Slurm has been around for a while. I remember using it at Linux Networx in the early 2000s. Over the years, it has been developed by Lawrence Livermore National Laboratory, SchedMD, Linux Networx, Hewlett-Packard, and Groupe Bull. According to the website, Slurm provides three functions:

“… it allocates exclusive and/or non-exclusive access to resources (compute nodes) to users for some duration of time so they can perform work.”
“… it provides a framework for starting, executing, and monitoring work (normally a parallel job) on the set of allocated nodes.”
“… it arbitrates contention for resources by managing a queue of pending work.”

These three points are the classic functions of a resource manager (job scheduler), and Slurm does them well.

Slurm is very extensible, with more than 100 optional plugins to cover everything from accounting, to various job reservation approaches, to backfill scheduling, to topology-aware resource selection, to job arrays, to resource limits by user or bank account and other job priority tools. It can even schedule resources and jobs according to the energy consumption of the job itself.

Architecture

The SLUM architecture is very similar to other job schedulers. Each node in the cluster has a daemon running, which in this case is named slurmd. The resources are referred to as nodes. The daemons can communicate in a hierarchical fashion that accommodates fault tolerance.
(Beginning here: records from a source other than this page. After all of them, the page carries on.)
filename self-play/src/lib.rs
pub mod generated;
pub mod options;
pub mod persistance;
pub mod self_play;

pub use crate::generated::*;
pub use crate::options::*;
pub use crate::persistance::*;
pub use crate::self_play::*;
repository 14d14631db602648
pub mod config;
pub mod env;
pub mod fs;

pub use config::*;
pub use env::*;
pub use fs::*;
On the Slurm master node, the daemon is slurmctld, which also has failover capability.

The compute resources (nodes) can be divided into partitions that can overlap, allowing partitions to spill over into other partitions according to resource needs. Partitions can be considered job queues that have certain boundaries, such as limits on job size and jog time, which users can use the partition, and so on.

Installing Slurm

The Slurm community builds Ubuntu binaries for download. For other distributions, you will probably have to built the binary yourself, which is not that difficult, although you will need a few dependencies. A good example of installing Slurm binaries on Ubuntu 16.04 is discussed on GitHub, and it even has very useful example configuration files for building a Slurm master (controller) node and one compute (client) node.
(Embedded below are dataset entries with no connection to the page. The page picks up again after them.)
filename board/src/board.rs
use serde::{Deserialize, Serialize};

use crate::player::Player;

pub const BAR_X_SLOT: usize = 0;
pub const BAR_O_SLOT: usize = 25;
pub const CHECKERS_PER_SIDE: u8 = 15;

/// Maximum distance a checker can be from bearing off. Checkers on the bar
/// count this far in the pip count.
pub const BAR_PIP_DISTANCE: u32 = 25;

/// A backgammon position in canonical X orientation.
///
/// Slot 0 holds X's bar count (>= 0), slots 1-24 the points (positive
/// counts are X checkers, negative are O checkers), and slot 25 holds O's
/// bar count stored negative. A point is only ever occupied by one side;
/// the encoding cannot represent mixed occupancy.
///
/// `BoardState` is an immutable value: every mutation in `moves` returns a
/// fresh copy, so earlier snapshots stay valid.
#[derive(Clone, Debug, PartialEq, Eq, Hash, Serialize, Deserialize)]
pub struct BoardState([i8; 26]);

impl BoardState {
    /// The standard starting position. A fresh value every call; there is no
    /// shared constant to accidentally mutate.
    pub fn initial() -> Self {
        let mut slots = [0i8; 26];

        // X runs from point 24 down to 1.
        slots[24] = 2;
        slots[13] = 5;
        slots[8] = 3;
        slots[6] = 5;

        // O mirrors X.
        slots[1] = -2;
        slots[12] = -5;
        slots[17] = -3;
        slots[19] = -5;

        BoardState(slots)
    }

    pub fn from_slots(slots: [i8; 26]) -> Self {
        BoardState(slots)
    }

    pub fn slots(&self) -> &[i8; 26] {
        &self.0
    }

    pub(crate) fn slots_mut_copy(&self) -> [i8; 26] {
        self.0
    }

    /// Signed occupancy of a canonical point (1-24).
    pub fn point(&self, canonical: usize) -> i8 {
        debug_assert!((1..=24).contains(&canonical));
        self.0[canonical]
    }

    /// Checkers the player has on a canonical point, zero if the point is
    /// empty or held by the opponent.
    pub fn point_count(&self, canonical: usize, player: Player) -> u8 {
        let value = self.point(canonical);
        let sign = player.perspective().sign();

        if value * sign > 0 {
            value.unsigned_abs()
        } else {
            0
        }
    }

    pub fn bar_count(&self, player: Player) -> u8 {
        match player {
            Player::X => self.0[BAR_X_SLOT].max(0).unsigned_abs(),
            Player::O => self.0[BAR_O_SLOT].min(0).unsigned_abs(),
        }
    }

    /// Checkers still in play: points matching the player's sign plus that
    /// player's bar. Zero means the player has borne off everything and won.
    pub fn checkers_on_board(&self, player: Player) -> u8 {
        let on_points: u8 = (1..=24).map(|p| self.point_count(p, player)).sum();

        on_points + self.bar_count(player)
    }

    /// Borne-off checkers are not materialized in the array; they are
    /// implied by conservation.
    pub fn borne_off(&self, player: Player) -> u8 {
        CHECKERS_PER_SIDE.saturating_sub(self.checkers_on_board(player))
    }

    /// Total distance the player's checkers still have to travel to bear
    /// off. Bar checkers count the maximum distance of 25.
    pub fn pip_count(&self, player: Player) -> u32 {
        let pers = player.perspective();

        let point_pips: u32 = (1..=24)
            .map(|p| self.point_count(p, player) as u32 * pers.local_point(p) as u32)
            .sum();

        point_pips + self.bar_count(player) as u32 * BAR_PIP_DISTANCE
    }

    /// True when the player has no bar checkers and every remaining checker
    /// sits inside their own home board: the bear-off eligibility test.
    pub fn all_in_home_board(&self, player: Player) -> bool {
        if self.bar_count(player) > 0 {
            return false;
        }

        let home = player.perspective().home_points();

        (1..=24).all(|p| home.contains(&p) || self.point_count(p, player) == 0)
    }
}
The following tips for building and installing Slurm are generally independent of the distribution used.

1. Synchronize clocks across the cluster.

2. Make sure passwordless SSH is working between the control node and all compute nodes, and make sure to do this as a user and not as root.

3. To make life easier, use shared storage between the controller and the compute nodes.

4. Make sure the UIDs and GIDs are consistent throughput the cluster.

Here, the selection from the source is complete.